Dr. Viola Priesemann is a group leader at the Max Planck Institute for Dynamics and Self-Organization and teaches at the Georg-August University Göttingen. She studies spreading processes, self-organization and information processing in living and artificial networks. Since the COVID-19 outbreak, she has been studying the spread of SARS-CoV-2, quantified the effectiveness of interventions, and developed containment strategies. Viola Priesemann is initiator and author of several position papers (e.g. of the National Academy Leopoldina or The Lancet), and member of "Die Junge Akademie" and of the Cluster of Excellence “Multiscale Bioimaging” at the Campus Göttingen. For her public outreach, she received the Communitas Award of the Max Planck Society, and the "Medaille für naturwissenschaftliche Publizistik" of the German Physics Society.
Thomas Richter works as Director of Communications for the University of Göttingen. In this role he is responsible for internal and external communication, science communication, branding as well
as outreach activities, and organizes politcal communication and alumni relations. Thomas studied German, English and American literature and culture at Leipzig University. He worked for the
American Studies Department and Rectorate in Leipzig and has been in charge of marketing an communications for Leipzig University and Humboldt University Berlin, before coming to Göttingen in
2012 where he leads a team of 30 to assist scientists in their communication, marketing and event organization activities.

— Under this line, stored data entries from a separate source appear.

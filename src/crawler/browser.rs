//! Headless-browser page fetcher
//!
//! Used as an alternate page source when plain HTTP is blocked (bot
//! challenges, client-rendered pages). The browser itself is an external
//! program described by a command template.

use crate::command::{is_non_empty_file, run_with_timeout, CommandError};
use crate::config::{CommandTemplate, TemplateVars};
use async_trait::async_trait;
use std::path::Path;
use std::time::Duration;
use thiserror::Error;
use url::Url;

/// Errors reported by a browser fetcher
#[derive(Debug, Error)]
pub enum BrowserError {
    #[error(transparent)]
    Command(#[from] CommandError),

    #[error("browser produced no output at {0}")]
    EmptyOutput(String),

    #[error("{0}")]
    Failed(String),
}

/// A collaborator that loads a page in a browser and saves its HTML
#[async_trait]
pub trait BrowserFetch: Send + Sync {
    /// Loads `url` and writes the resulting HTML to `output`
    ///
    /// Must give up after `timeout`.
    async fn fetch_to(&self, url: &Url, output: &Path, timeout: Duration)
        -> Result<(), BrowserError>;
}

/// Browser fetcher backed by an external command
///
/// The template receives `{url}`, `{output}` and `{timeout}` (seconds).
#[derive(Debug, Clone)]
pub struct CommandBrowserFetcher {
    template: CommandTemplate,
}

impl CommandBrowserFetcher {
    pub fn new(template: CommandTemplate) -> Self {
        Self { template }
    }
}

#[async_trait]
impl BrowserFetch for CommandBrowserFetcher {
    async fn fetch_to(
        &self,
        url: &Url,
        output: &Path,
        timeout: Duration,
    ) -> Result<(), BrowserError> {
        let vars = TemplateVars {
            url: Some(url.as_str()),
            output: Some(output),
            timeout_secs: Some(timeout.as_secs()),
            ..Default::default()
        };
        let args = self.template.expand(&vars);

        run_with_timeout(&self.template.program, &args, None, timeout).await?;

        if !is_non_empty_file(output).await {
            return Err(BrowserError::EmptyOutput(output.display().to_string()));
        }

        tracing::debug!("Browser fetched {}", url);
        Ok(())
    }
}
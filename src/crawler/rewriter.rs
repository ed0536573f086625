//! In-page link rewriting
//!
//! Anchors that point at pages of the crawled site are rewritten to the
//! local file name of their target, which turns the saved pages into a
//! navigable offline graph. The in-scope targets are returned so the caller
//! can enqueue them.

use crate::crawler::parser::{scan_tags, splice, Replacement};
use crate::url::{canonicalize, is_in_scope, local_href, to_local_path, CanonicalUrl};
use std::collections::HashSet;
use url::Url;

/// Tags whose `href` is a navigation link
const ANCHOR_TAGS: &[&str] = &["a", "area"];

/// Result of rewriting one page
#[derive(Debug, Clone, Default)]
pub struct RewriteOutcome {
    /// The page with in-scope anchors pointing at local files
    pub html: String,

    /// In-scope targets in document order, without duplicates
    pub discovered: Vec<CanonicalUrl>,

    /// Number of attributes rewritten
    pub rewritten: usize,
}

/// Rewrites the anchors of a page fetched from `page_url`
///
/// # Rules
///
/// - Each `<a href>` and `<area href>` value is canonicalized against the
///   page URL
/// - In-scope targets (same host and port as `site`, any scheme) are moved
///   onto the site's scheme, get the local file name of the target (any fragment of
///   the original link is kept) and are reported in `discovered`
/// - Out-of-scope and non-navigable links are left untouched
///
/// # Example
///
/// ```
/// use sitebook::crawler::rewrite_links;
/// use sitebook::url::CanonicalUrl;
/// use url::Url;
///
/// let site = CanonicalUrl::parse("https://ex.com").unwrap();
/// let page = Url::parse("https://ex.com/").unwrap();
/// let out = rewrite_links(r#"<a href="/guide/intro">Go</a>"#, &site, &page);
/// assert_eq!(out.html, r#"<a href="guide_intro.html">Go</a>"#);
/// assert_eq!(out.discovered[0].as_str(), "https://ex.com/guide/intro");
/// ```
pub fn rewrite_links(html: &str, site: &CanonicalUrl, page_url: &Url) -> RewriteOutcome {
    let mut replacements = Vec::new();
    let mut discovered = Vec::new();
    let mut seen = HashSet::new();

    for tag in scan_tags(html, ANCHOR_TAGS) {
        let Some(href) = tag.attr("href") else {
            continue;
        };

        let raw = href.decoded();
        let target = match canonicalize(&raw, site, page_url) {
            Ok(target) => target,
            Err(e) => {
                tracing::trace!("Leaving link '{}' untouched: {}", raw, e);
                continue;
            }
        };

        if !is_in_scope(&target, site) {
            continue;
        }
        // One key per page whichever scheme the link was written with
        let target = match target.rebased_on(site) {
            Ok(target) => target,
            Err(e) => {
                tracing::trace!("Leaving link '{}' untouched: {}", raw, e);
                continue;
            }
        };

        let file_name = to_local_path(&target, site.origin());
        let mut local = local_href(&file_name.to_string_lossy());
        if let Some(fragment) = raw.find('#').map(|i| &raw[i..]) {
            if fragment.len() > 1 {
                local.push_str(fragment);
            }
        }

        replacements.push(Replacement::new(href, local));
        if seen.insert(target.clone()) {
            discovered.push(target);
        }
    }

    let rewritten = replacements.len();
    RewriteOutcome {
        html: splice(html, replacements),
        discovered,
        rewritten,
    }
}

#[cfg(test)]
mod tests {
    use super::*;

    fn site() -> CanonicalUrl {
        CanonicalUrl::parse("https://ex.com").unwrap()
    }

    #[test]
    fn test_rewrites_in_scope_links() {
        let page = Url::parse("https://ex.com/guide/").unwrap();
        let html = r#"<a href="intro">I</a><a href="/a_b?x=1">AB</a><area href="../map">"#;

        let out = rewrite_links(html, &site(), &page);

        assert_eq!(
            out.html,
            r#"<a href="guide_intro.html">I</a><a href="a%255Fb.html">AB</a><area href="map.html">"#
        );
        assert_eq!(out.rewritten, 3);
        let found: Vec<_> = out.discovered.iter().map(|u| u.as_str()).collect();
        assert_eq!(
            found,
            vec![
                "https://ex.com/guide/intro",
                "https://ex.com/a_b",
                "https://ex.com/map"
            ]
        );
    }

    #[test]
    fn test_leaves_out_of_scope_and_special_links() {
        let page = Url::parse("https://ex.com/").unwrap();
        let html = concat!(
            r##"<a href="https://other.org/x">o</a>"##,
            r##"<a href="mailto:me@ex.com">m</a>"##,
            r##"<a href="#top">t</a>"##,
            r##"<a href="javascript:void(0)">j</a>"##,
            r##"<a name="anchor">n</a>"##,
        );

        let out = rewrite_links(html, &site(), &page);

        assert_eq!(out.html, html);
        assert!(out.discovered.is_empty());
        assert_eq!(out.rewritten, 0);
    }

    #[test]
    fn test_keeps_fragment_and_dedups_targets() {
        let page = Url::parse("https://ex.com/").unwrap();
        let html = r#"<a href="/a#part">1</a><a href="/a">2</a><a href="/a/">3</a>"#;

        let out = rewrite_links(html, &site(), &page);

        assert_eq!(
            out.html,
            r#"<a href="a.html#part">1</a><a href="a.html">2</a><a href="a.html">3</a>"#
        );
        assert_eq!(out.discovered.len(), 1);
        assert_eq!(out.rewritten, 3);
    }

    #[test]
    fn test_root_link_maps_to_index() {
        let page = Url::parse("https://ex.com/a").unwrap();
        let out = rewrite_links(r#"<a href="/">home</a>"#, &site(), &page);
        assert_eq!(out.html, r#"<a href="index.html">home</a>"#);
    }

    #[test]
    fn test_site_redirected_to_https_stays_in_scope() {
        // The seed was http, the page was served from https after a redirect
        let site = CanonicalUrl::parse("http://ex.com").unwrap();
        let page = Url::parse("https://ex.com/guide/").unwrap();
        let html = concat!(
            r#"<a href="intro">1</a>"#,
            r#"<a href="https://ex.com/guide/intro">2</a>"#,
            r#"<a href="http://ex.com/x">3</a>"#,
            r#"<a href="https://ex.com:8443/y">4</a>"#,
        );

        let out = rewrite_links(html, &site, &page);

        assert_eq!(
            out.html,
            concat!(
                r#"<a href="guide_intro.html">1</a>"#,
                r#"<a href="guide_intro.html">2</a>"#,
                r#"<a href="x.html">3</a>"#,
                r#"<a href="https://ex.com:8443/y">4</a>"#,
            )
        );
        let found: Vec<_> = out.discovered.iter().map(|u| u.as_str()).collect();
        assert_eq!(found, vec!["http://ex.com/guide/intro", "http://ex.com/x"]);
    }
}
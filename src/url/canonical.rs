use crate::UrlError;
use std::fmt;
use std::hash::{Hash, Hasher};
use std::str::FromStr;
use url::Url;

/// Link prefixes that never point at a crawlable page
const NON_NAVIGABLE_PREFIXES: &[&str] = &["javascript:", "mailto:", "tel:", "data:"];

/// An absolute, canonical page URL
///
/// The canonical form is `scheme://host[:port]/path` with the fragment, the
/// query string and any trailing slash removed. The site root is written
/// without a slash (`https://example.com`). The canonical string is the only
/// key used for deduplication.
#[derive(Debug, Clone)]
pub struct CanonicalUrl {
    text: String,
    origin_len: usize,
    url: Url,
}

impl CanonicalUrl {
    /// Canonicalizes an already-absolute URL string
    ///
    /// # Examples
    ///
    /// ```
    /// use sitebook::url::CanonicalUrl;
    ///
    /// let url = CanonicalUrl::parse("https://ex.com/a/?x=1#y").unwrap();
    /// assert_eq!(url.as_str(), "https://ex.com/a");
    /// ```
    pub fn parse(raw: &str) -> Result<Self, UrlError> {
        let url = Url::parse(raw.trim()).map_err(map_parse_error)?;
        Self::from_url(&url)
    }

    /// Builds the canonical form of a parsed URL
    pub fn from_url(url: &Url) -> Result<Self, UrlError> {
        let scheme = url.scheme();
        if scheme != "http" && scheme != "https" {
            return Err(UrlError::NotNavigable(format!("unsupported scheme '{}'", scheme)));
        }

        let host = match url.host_str() {
            Some(h) if !h.is_empty() => h,
            _ => return Err(UrlError::MissingHost),
        };

        let origin = match url.port() {
            Some(port) => format!("{}://{}:{}", scheme, host, port),
            None => format!("{}://{}", scheme, host),
        };

        // Url::path never carries the query or fragment, so only the
        // trailing slashes are left to strip. Stripping all of them keeps
        // canonicalization idempotent for paths like "/a//".
        let path = url.path().trim_end_matches('/');

        let text = format!("{}{}", origin, path);
        let url = Url::parse(&text).map_err(map_parse_error)?;

        Ok(Self {
            origin_len: origin.len(),
            text,
            url,
        })
    }

    /// The canonical string
    pub fn as_str(&self) -> &str {
        &self.text
    }

    /// `scheme://host[:port]`
    pub fn origin(&self) -> &str {
        &self.text[..self.origin_len]
    }

    /// `host[:port]`, the origin without its scheme
    pub fn authority(&self) -> &str {
        &self.text[self.scheme().len() + "://".len()..self.origin_len]
    }

    /// The path part, empty for the site root
    pub fn path(&self) -> &str {
        &self.text[self.origin_len..]
    }

    /// The same path under the origin of `site`
    ///
    /// ```
    /// use sitebook::url::CanonicalUrl;
    ///
    /// let site = CanonicalUrl::parse("http://ex.com").unwrap();
    /// let page = CanonicalUrl::parse("https://ex.com/a").unwrap();
    /// assert_eq!(page.rebased_on(&site).unwrap().as_str(), "http://ex.com/a");
    /// ```
    pub fn rebased_on(&self, site: &CanonicalUrl) -> Result<Self, UrlError> {
        if self.origin() == site.origin() {
            return Ok(self.clone());
        }
        Self::parse(&format!("{}{}", site.origin(), self.path()))
    }

    /// The lowercase host name
    pub fn host(&self) -> &str {
        self.url.host_str().unwrap_or_default()
    }

    /// The scheme (`http` or `https`)
    pub fn scheme(&self) -> &str {
        self.url.scheme()
    }

    /// The parsed form, suitable for requests and for joining relative links
    pub fn as_url(&self) -> &Url {
        &self.url
    }
}

impl PartialEq for CanonicalUrl {
    fn eq(&self, other: &Self) -> bool {
        self.text == other.text
    }
}

impl Eq for CanonicalUrl {}

impl Hash for CanonicalUrl {
    fn hash<H: Hasher>(&self, state: &mut H) {
        self.text.hash(state);
    }
}

impl PartialOrd for CanonicalUrl {
    fn partial_cmp(&self, other: &Self) -> Option<std::cmp::Ordering> {
        Some(self.cmp(other))
    }
}

impl Ord for CanonicalUrl {
    fn cmp(&self, other: &Self) -> std::cmp::Ordering {
        self.text.cmp(&other.text)
    }
}

impl fmt::Display for CanonicalUrl {
    fn fmt(&self, f: &mut fmt::Formatter<'_>) -> fmt::Result {
        f.write_str(&self.text)
    }
}

impl FromStr for CanonicalUrl {
    type Err = UrlError;

    fn from_str(s: &str) -> Result<Self, Self::Err> {
        Self::parse(s)
    }
}

/// Canonicalizes a raw link found on a page
///
/// # Resolution Rules
///
/// 1. Links starting with `/` resolve against the site origin (`//host/...`
///    takes the site's scheme)
/// 2. Other relative links resolve against the directory of the page that
///    contains them, with dot segments removed
/// 3. Query string and fragment are dropped
/// 4. Trailing slashes are dropped
///
/// Absolute `http(s)` links on other hosts pass through canonicalized; the
/// scope decision belongs to the caller.
///
/// # Arguments
///
/// * `raw` - The attribute value as written in the page
/// * `site` - The canonical seed URL, which supplies the origin
/// * `page` - The URL the containing page was fetched from
///
/// # Returns
///
/// * `Ok(CanonicalUrl)` - A navigable canonical URL
/// * `Err(UrlError)` - Empty, fragment-only, non-http(s) or hostless links
///
/// # Examples
///
/// ```
/// use sitebook::url::{canonicalize, CanonicalUrl};
/// use url::Url;
///
/// let site = CanonicalUrl::parse("https://ex.com").unwrap();
/// let page = Url::parse("https://ex.com/guide/").unwrap();
/// let link = canonicalize("intro.html#top", &site, &page).unwrap();
/// assert_eq!(link.as_str(), "https://ex.com/guide/intro.html");
/// ```
pub fn canonicalize(raw: &str, site: &CanonicalUrl, page: &Url) -> Result<CanonicalUrl, UrlError> {
    let raw = raw.trim();

    if raw.is_empty() {
        return Err(UrlError::NotNavigable("empty link".to_string()));
    }

    if raw.starts_with('#') {
        return Err(UrlError::NotNavigable("fragment-only link".to_string()));
    }

    let lowered = raw.to_ascii_lowercase();
    if NON_NAVIGABLE_PREFIXES
        .iter()
        .any(|prefix| lowered.starts_with(prefix))
    {
        return Err(UrlError::NotNavigable(raw.to_string()));
    }

    let resolved = if raw.starts_with("//") {
        Url::parse(&format!("{}:{}", site.scheme(), raw))
    } else if raw.starts_with('/') {
        site.as_url().join(raw)
    } else {
        match Url::parse(raw) {
            Ok(absolute) => Ok(absolute),
            Err(url::ParseError::RelativeUrlWithoutBase) => page.join(raw),
            Err(e) => Err(e),
        }
    }
    .map_err(map_parse_error)?;

    CanonicalUrl::from_url(&resolved)
}

/// Number of non-empty path segments in a canonical URL
///
/// The site root has depth 0.
pub fn crawl_depth(url: &CanonicalUrl) -> u32 {
    url.path().split('/').filter(|s| !s.is_empty()).count() as u32
}

fn map_parse_error(e: url::ParseError) -> UrlError {
    match e {
        url::ParseError::EmptyHost => UrlError::MissingHost,
        other => UrlError::Parse(other.to_string()),
    }
}
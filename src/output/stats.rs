//! Run result and console summaries

use std::fmt;
use std::path::PathBuf;

/// Which front end produced a run
#[derive(Debug, Clone, Copy, PartialEq, Eq)]
pub enum RunMode {
    Web,
    Local,
}

impl fmt::Display for RunMode {
    fn fmt(&self, f: &mut fmt::Formatter<'_>) -> fmt::Result {
        match self {
            RunMode::Web => write!(f, "web"),
            RunMode::Local => write!(f, "local"),
        }
    }
}

/// Counts gathered before the merge step
#[derive(Debug, Clone, Copy, Default, PartialEq, Eq)]
pub struct RunSummary {
    pub pages_crawled: usize,
    pub pages_failed: usize,
    pub pages_skipped: usize,
    pub rendered_ok: usize,
    pub rendered_failed: usize,
}

/// Final outcome of a successful run
#[derive(Debug, Clone, PartialEq, Eq)]
pub struct RunResult {
    pub mode: RunMode,

    /// Pages fetched and saved (web) or HTML files found (local)
    pub pages_crawled: usize,

    /// Pages whose fetch failed
    pub pages_failed: usize,

    /// URLs left unfetched because of depth, budget or interruption
    pub pages_skipped: usize,

    pub rendered_ok: usize,
    pub rendered_failed: usize,

    /// Documents merged into the output
    pub merged: usize,

    /// Pages excluded from the output
    pub excluded: usize,

    pub output: PathBuf,
}

impl RunResult {
    pub fn new(mode: RunMode, summary: RunSummary, merged: usize, output: PathBuf) -> Self {
        Self {
            mode,
            pages_crawled: summary.pages_crawled,
            pages_failed: summary.pages_failed,
            pages_skipped: summary.pages_skipped,
            rendered_ok: summary.rendered_ok,
            rendered_failed: summary.rendered_failed,
            merged,
            excluded: summary.rendered_failed,
            output,
        }
    }
}

fn percentage(part: usize, total: usize) -> f64 {
    if total > 0 {
        (part as f64 / total as f64) * 100.0
    } else {
        0.0
    }
}

/// Prints the pre-merge summary to stdout
pub fn print_summary(mode: RunMode, summary: &RunSummary) {
    println!("=== Run Summary ({}) ===\n", mode);

    if mode == RunMode::Web {
        println!("Crawl:");
        println!("  Pages saved: {}", summary.pages_crawled);
        println!("  Pages failed: {}", summary.pages_failed);
        println!("  Pages skipped: {}", summary.pages_skipped);
        println!();
    } else {
        println!("Input:");
        println!("  HTML files found: {}", summary.pages_crawled);
        println!();
    }

    let attempted = summary.rendered_ok + summary.rendered_failed;
    println!("Render:");
    println!(
        "  Rendered: {} ({:.1}%)",
        summary.rendered_ok,
        percentage(summary.rendered_ok, attempted)
    );
    println!("  Failed: {}", summary.rendered_failed);
    println!();
}

/// Prints the final run result to stdout
pub fn print_result(result: &RunResult) {
    println!("=== Result ===\n");
    println!("  Output: {}", result.output.display());
    println!("  Documents merged: {}", result.merged);
    if result.excluded > 0 {
        println!("  Pages excluded: {}", result.excluded);
    }
}
use crate::ipc::error::{err, ok};
use crate::ipc::types::{AppState, Request};
use serde_json::json;
use std::path::PathBuf;
use tracing::{info, warn};

fn handle_health(state: &mut AppState, req: &Request) -> serde_json::Value {
    ok(
        &req.id,
        json!({
            "version": env!("CARGO_PKG_VERSION"),
            "workspacePath": state.workspace.as_ref().map(|p| p.to_string_lossy().to_string())
        }),
    )
}

fn handle_workspace_select(state: &mut AppState, req: &Request) -> serde_json::Value {
    let p = req
        .params
        .get("path")
        .and_then(|v| v.as_str())
        .map(PathBuf::from);
    let Some(path) = p else {
        return err(&req.id, "bad_params", "missing params.path", None);
    };
    if !path.is_dir() {
        return err(
            &req.id,
            "bad_params",
            "workspace path is not a directory",
            Some(json!({ "path": path.to_string_lossy() })),
        );
    }

    match state.select_workspace(&path) {
        Ok(source) => {
            info!(
                workspace = %path.display(),
                config = source.as_str(),
                roster = state.config.roster.len(),
                "workspace selected"
            );
            ok(
                &req.id,
                json!({
                    "workspacePath": path.to_string_lossy(),
                    "rosterSize": state.config.roster.len(),
                    "configSource": source.as_str(),
                }),
            )
        }
        Err(e) => {
            warn!(workspace = %path.display(), error = %format!("{e:#}"), "workspace rejected");
            err(
                &req.id,
                "config_invalid",
                format!("{e:#}"),
                Some(json!({ "path": path.to_string_lossy() })),
            )
        }
    }
}

pub fn try_handle(state: &mut AppState, req: &Request) -> Option<serde_json::Value> {
    match req.method.as_str() {
        "health" => Some(handle_health(state, req)),
        "workspace.select" => Some(handle_workspace_select(state, req)),
        _ => None,
    }
}
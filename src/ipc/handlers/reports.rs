use super::portal::{open_student_report, required_str, StudentReport};
use crate::export;
use crate::ipc::error::{ok, HandlerErr};
use crate::ipc::types::{AppState, Request};
use crate::pdf::{self, ReportCard};
use serde_json::json;
use std::path::{Path, PathBuf};
use tracing::info;

fn read_export_input(
    state: &AppState,
    req: &Request,
) -> Result<(StudentReport, PathBuf), HandlerErr> {
    let user_id = required_str(req, "userId")?;
    let password = required_str(req, "password")?;
    let out_path = required_str(req, "outPath")?;
    if out_path.trim().is_empty() {
        return Err(HandlerErr::new("bad_params", "missing outPath"));
    }
    let report = open_student_report(state, &user_id, &password)?;
    Ok((report, PathBuf::from(out_path.trim())))
}

fn write_out(out: &Path, bytes: &[u8]) -> Result<(), HandlerErr> {
    export::write_artifact(out, bytes).map_err(|e| {
        HandlerErr::new("io_failed", format!("{e:#}"))
            .with_details(json!({ "path": out.to_string_lossy() }))
    })
}

fn export_csv(state: &AppState, req: &Request) -> Result<serde_json::Value, HandlerErr> {
    let (report, out) = read_export_input(state, req)?;
    let bytes = export::render_csv(&report.table)
        .map_err(|e| HandlerErr::new("render_failed", format!("{e:#}")))?;
    write_out(&out, &bytes)?;
    info!(student = %report.student_id, path = %out.display(), "csv exported");
    Ok(json!({
        "path": out.to_string_lossy(),
        "bytes": bytes.len(),
        "rowsExported": report.table.rows.len(),
    }))
}

fn export_pdf(state: &AppState, req: &Request) -> Result<serde_json::Value, HandlerErr> {
    let (report, out) = read_export_input(state, req)?;
    let workspace = state
        .workspace
        .as_deref()
        .ok_or_else(|| HandlerErr::new("no_workspace", "select a workspace first"))?;
    let card = ReportCard {
        student_id: &report.student_id,
        rank: &report.rank,
        table: &report.table,
        institution: &state.config.institution,
        logo: state.config.logo_path(workspace),
        photo: state.config.photo_path(workspace, &report.student_id),
    };
    let rendered =
        pdf::render_pdf(&card).map_err(|e| HandlerErr::new("render_failed", format!("{e:#}")))?;
    write_out(&out, &rendered.bytes)?;
    info!(
        student = %report.student_id,
        path = %out.display(),
        pages = rendered.pages,
        "pdf exported"
    );
    Ok(json!({
        "path": out.to_string_lossy(),
        "bytes": rendered.bytes.len(),
        "pages": rendered.pages,
    }))
}

fn respond(
    req: &Request,
    result: Result<serde_json::Value, HandlerErr>,
) -> serde_json::Value {
    match result {
        Ok(v) => ok(&req.id, v),
        Err(e) => e.response(&req.id),
    }
}

pub fn try_handle(state: &mut AppState, req: &Request) -> Option<serde_json::Value> {
    match req.method.as_str() {
        "report.exportCsv" => Some(respond(req, export_csv(state, req))),
        "report.exportPdf" => Some(respond(req, export_pdf(state, req))),
        _ => None,
    }
}
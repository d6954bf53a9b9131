use anyhow::Context;
use serde::{Deserialize, Serialize};
use std::path::{Path, PathBuf};

pub const CONFIG_FILE_NAME: &str = "portal.json";

#[derive(Debug, Clone, PartialEq, Serialize, Deserialize)]
#[serde(rename_all = "camelCase")]
pub struct Institution {
    pub name: String,
    pub address: String,
}

impl Default for Institution {
    fn default() -> Self {
        Self {
            name: "IGBOBI COLLEGE YABA".to_string(),
            address: "Igobobi College Road, Fadeyi, Lagos".to_string(),
        }
    }
}

#[derive(Debug, Clone, PartialEq, Serialize, Deserialize)]
#[serde(rename_all = "camelCase")]
pub struct AdminAccount {
    pub id: String,
    pub password: String,
}

impl Default for AdminAccount {
    fn default() -> Self {
        Self {
            id: "admin".to_string(),
            password: "admin123".to_string(),
        }
    }
}

#[derive(Debug, Clone, PartialEq, Serialize, Deserialize)]
#[serde(rename_all = "camelCase", default)]
pub struct PortalConfig {
    /// Ordered; ranking ties resolve in this order.
    pub roster: Vec<String>,
    pub student_password: String,
    pub admin: AdminAccount,
    pub institution: Institution,
    pub logo_file: String,
    /// `{id}` is replaced with the student identifier.
    pub photo_pattern: String,
    pub score_extensions: Vec<String>,
}

impl Default for PortalConfig {
    fn default() -> Self {
        Self {
            roster: ["Adams", "Bala", "Deji", "Ngozi"]
                .into_iter()
                .map(String::from)
                .collect(),
            student_password: "123456".to_string(),
            admin: AdminAccount::default(),
            institution: Institution::default(),
            logo_file: "ICY.png".to_string(),
            photo_pattern: "{id} Image.png".to_string(),
            score_extensions: ["xlsx", "xls", "ods", "csv"]
                .into_iter()
                .map(String::from)
                .collect(),
        }
    }
}

#[derive(Debug, Clone, Copy, PartialEq, Eq)]
pub enum ConfigSource {
    Defaults,
    File,
}

impl ConfigSource {
    pub fn as_str(self) -> &'static str {
        match self {
            ConfigSource::Defaults => "defaults",
            ConfigSource::File => "file",
        }
    }
}

impl PortalConfig {
    pub fn logo_path(&self, workspace: &Path) -> Option<PathBuf> {
        existing(workspace.join(&self.logo_file))
    }

    pub fn photo_path(&self, workspace: &Path, student_id: &str) -> Option<PathBuf> {
        existing(workspace.join(self.photo_pattern.replace("{id}", student_id)))
    }
}

fn existing(p: PathBuf) -> Option<PathBuf> {
    p.is_file().then_some(p)
}

/// `portal.json` from the workspace, or the built-in defaults when absent.
pub fn load_for_workspace(workspace: &Path) -> anyhow::Result<(PortalConfig, ConfigSource)> {
    let path = workspace.join(CONFIG_FILE_NAME);
    if !path.is_file() {
        return Ok((PortalConfig::default(), ConfigSource::Defaults));
    }
    let text = std::fs::read_to_string(&path)
        .with_context(|| format!("failed to read {}", path.to_string_lossy()))?;
    let cfg: PortalConfig = serde_json::from_str(&text)
        .with_context(|| format!("failed to parse {}", path.to_string_lossy()))?;
    Ok((cfg, ConfigSource::File))
}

The panel discussion has been organized annually as part of Horizons since 2014. It provides a channel for lively interactions between students and senior researchers in a less formal setting. Typically, guest speakers from diverse disciplines join the panel and take questions from moderators and the audience. The idea is to illuminate different aspects of the topic under discussion from various perspectives. Horizons strives to have a diverse range of speakers to guide us with their unique experiences.